Coercive control is a gendered crime. Overwhelmingly, men perpetrate it against women. The 2024 UK Office for National Statistics data show that 97.5 percent of people convicted of coercive control are male. In 2024, Lohmann and colleagues published a systematic review and meta-analysis in Trauma, Violence, & Abuse.8 They pooled data from 45 studies. Consequently, they found moderate links between coercive control exposure and PTSD (r = .32) and depression (r = .27) (Lohmann et al., 2024). Coercive control is not a softer form of abuse. On the contrary, it is a chronic pattern of psychological entrapment with measurable trauma effects.
To learn more read What is Coercive Control? The Definitive Guide and visit The Global Coercive Control Legislation Index.

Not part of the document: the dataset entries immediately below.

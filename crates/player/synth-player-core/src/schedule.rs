//! Event-time distribution: turn a shaping curve, an event count and a
//! duration into cumulative trigger timestamps.
//!
//! Index `i` maps to `t = i / (count - 1)` and reads the curve at `1 - t`, so
//! later events sample earlier curve positions. Each curve value scales a fixed
//! step of `duration / (count - 1)` seconds that is added to the running total.

use serde::{Deserialize, Serialize};

/// A user-authored function over `[0, 1]`.
pub trait ShapingCurve {
    fn evaluate(&self, x: f64) -> f64;
}

impl<F> ShapingCurve for F
where
    F: Fn(f64) -> f64,
{
    #[inline]
    fn evaluate(&self, x: f64) -> f64 {
        self(x)
    }
}

/// One key of a [`KeyedCurve`].
#[derive(Clone, Copy, Debug, PartialEq, Serialize, Deserialize)]
pub struct CurveKey {
    pub x: f64,
    pub y: f64,
}

/// Piecewise-linear curve through authored keys, held flat outside the key range.
/// Keys are sorted by `x` on construction. With no keys the curve is `1.0`
/// everywhere, which spaces events uniformly.
#[derive(Clone, Debug, Default, PartialEq, Serialize, Deserialize)]
#[serde(from = "Vec<CurveKey>", into = "Vec<CurveKey>")]
pub struct KeyedCurve {
    keys: Vec<CurveKey>,
}

impl KeyedCurve {
    pub fn new(mut keys: Vec<CurveKey>) -> Self {
        keys.retain(|k| k.x.is_finite() && k.y.is_finite());
        keys.sort_by(|a, b| a.x.total_cmp(&b.x));
        Self { keys }
    }

    pub fn constant(y: f64) -> Self {
        Self::new(vec![CurveKey { x: 0.0, y }])
    }

    /// Straight line from `(0, y0)` to `(1, y1)`.
    pub fn linear(y0: f64, y1: f64) -> Self {
        Self::new(vec![CurveKey { x: 0.0, y: y0 }, CurveKey { x: 1.0, y: y1 }])
    }

    pub fn keys(&self) -> &[CurveKey] {
        &self.keys
    }
}

impl From<Vec<CurveKey>> for KeyedCurve {
    fn from(keys: Vec<CurveKey>) -> Self {
        Self::new(keys)
    }
}

impl From<KeyedCurve> for Vec<CurveKey> {
    fn from(curve: KeyedCurve) -> Self {
        curve.keys
    }
}

impl ShapingCurve for KeyedCurve {
    fn evaluate(&self, x: f64) -> f64 {
        let keys = &self.keys;
        let (first, last) = match (keys.first(), keys.last()) {
            (Some(f), Some(l)) => (f, l),
            _ => return 1.0,
        };
        if x <= first.x {
            return first.y;
        }
        if x >= last.x {
            return last.y;
        }
        for pair in keys.windows(2) {
            let (a, b) = (pair[0], pair[1]);
            if x >= a.x && x <= b.x {
                let span = b.x - a.x;
                if span <= 0.0 {
                    return b.y;
                }
                let t = (x - a.x) / span;
                return a.y + (b.y - a.y) * t;
            }
        }
        last.y
    }
}

/// Cumulative trigger timestamps in seconds.
#[derive(Clone, Debug, Default, PartialEq, Serialize, Deserialize)]
#[serde(transparent)]
pub struct EventSchedule(Vec<f64>);

impl EventSchedule {
    #[inline]
    pub fn len(&self) -> usize {
        self.0.len()
    }

    #[inline]
    pub fn is_empty(&self) -> bool {
        self.0.is_empty()
    }

    #[inline]
    pub fn get(&self, index: usize) -> Option<f64> {
        self.0.get(index).copied()
    }

    pub fn times(&self) -> &[f64] {
        &self.0
    }

    pub fn is_monotonic(&self) -> bool {
        self.0.windows(2).all(|w| w[0] <= w[1])
    }
}

/// Build the schedule for `count` events spread over `duration` seconds.
///
/// `count == 0` yields an empty schedule and `count == 1` yields `[0.0]`.
/// Negative curve values are not rejected and can make the schedule non-monotonic.
pub fn distribute_event_times(
    count: usize,
    duration: f64,
    curve: &dyn ShapingCurve,
) -> EventSchedule {
    match count {
        0 => return EventSchedule::default(),
        1 => return EventSchedule(vec![0.0]),
        _ => {}
    }
    let steps = (count - 1) as f64;
    let increment = duration / steps;
    let mut times = Vec::with_capacity(count);
    let mut total = 0.0;
    for i in 0..count {
        let t = i as f64 / steps;
        total += curve.evaluate(1.0 - t) * increment;
        times.push(total);
    }
    EventSchedule(times)
}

Intermittent Reinforcement and Trauma Bonding
Intermittent reinforcement is the unpredictable swing between cruelty and affection. Above all, it is the single strongest behavioral driver of trauma bonding — the paradoxical attachment that targets form to perpetrators. Notably, the neurobiology is well understood. Unpredictable reward schedules build stronger and more persistent attachment than steady reward schedules do. In short, the same mechanism that makes slot machines addictive makes the narcissistic abuse cycle hard to escape. Survivors are not weak for staying. Instead, they are responding to a deliberately engineered reinforcement schedule.
DARVO
DARVO stands for Deny, Attack, and Reverse Victim and Offender. Specifically, Dr. Jennifer Freyd named and documented it as a perpetrator response to accountability. When challenged, the perpetrator denies the behavior, attacks the person raising the concern, and then reframes the encounter. As a result, the perpetrator ends up looking like the wronged party. Critically, DARVO is a perpetrator behavior, not a victim behavior. Furthermore, it is one of the clearest signatures of narcissistic abuse in confrontation.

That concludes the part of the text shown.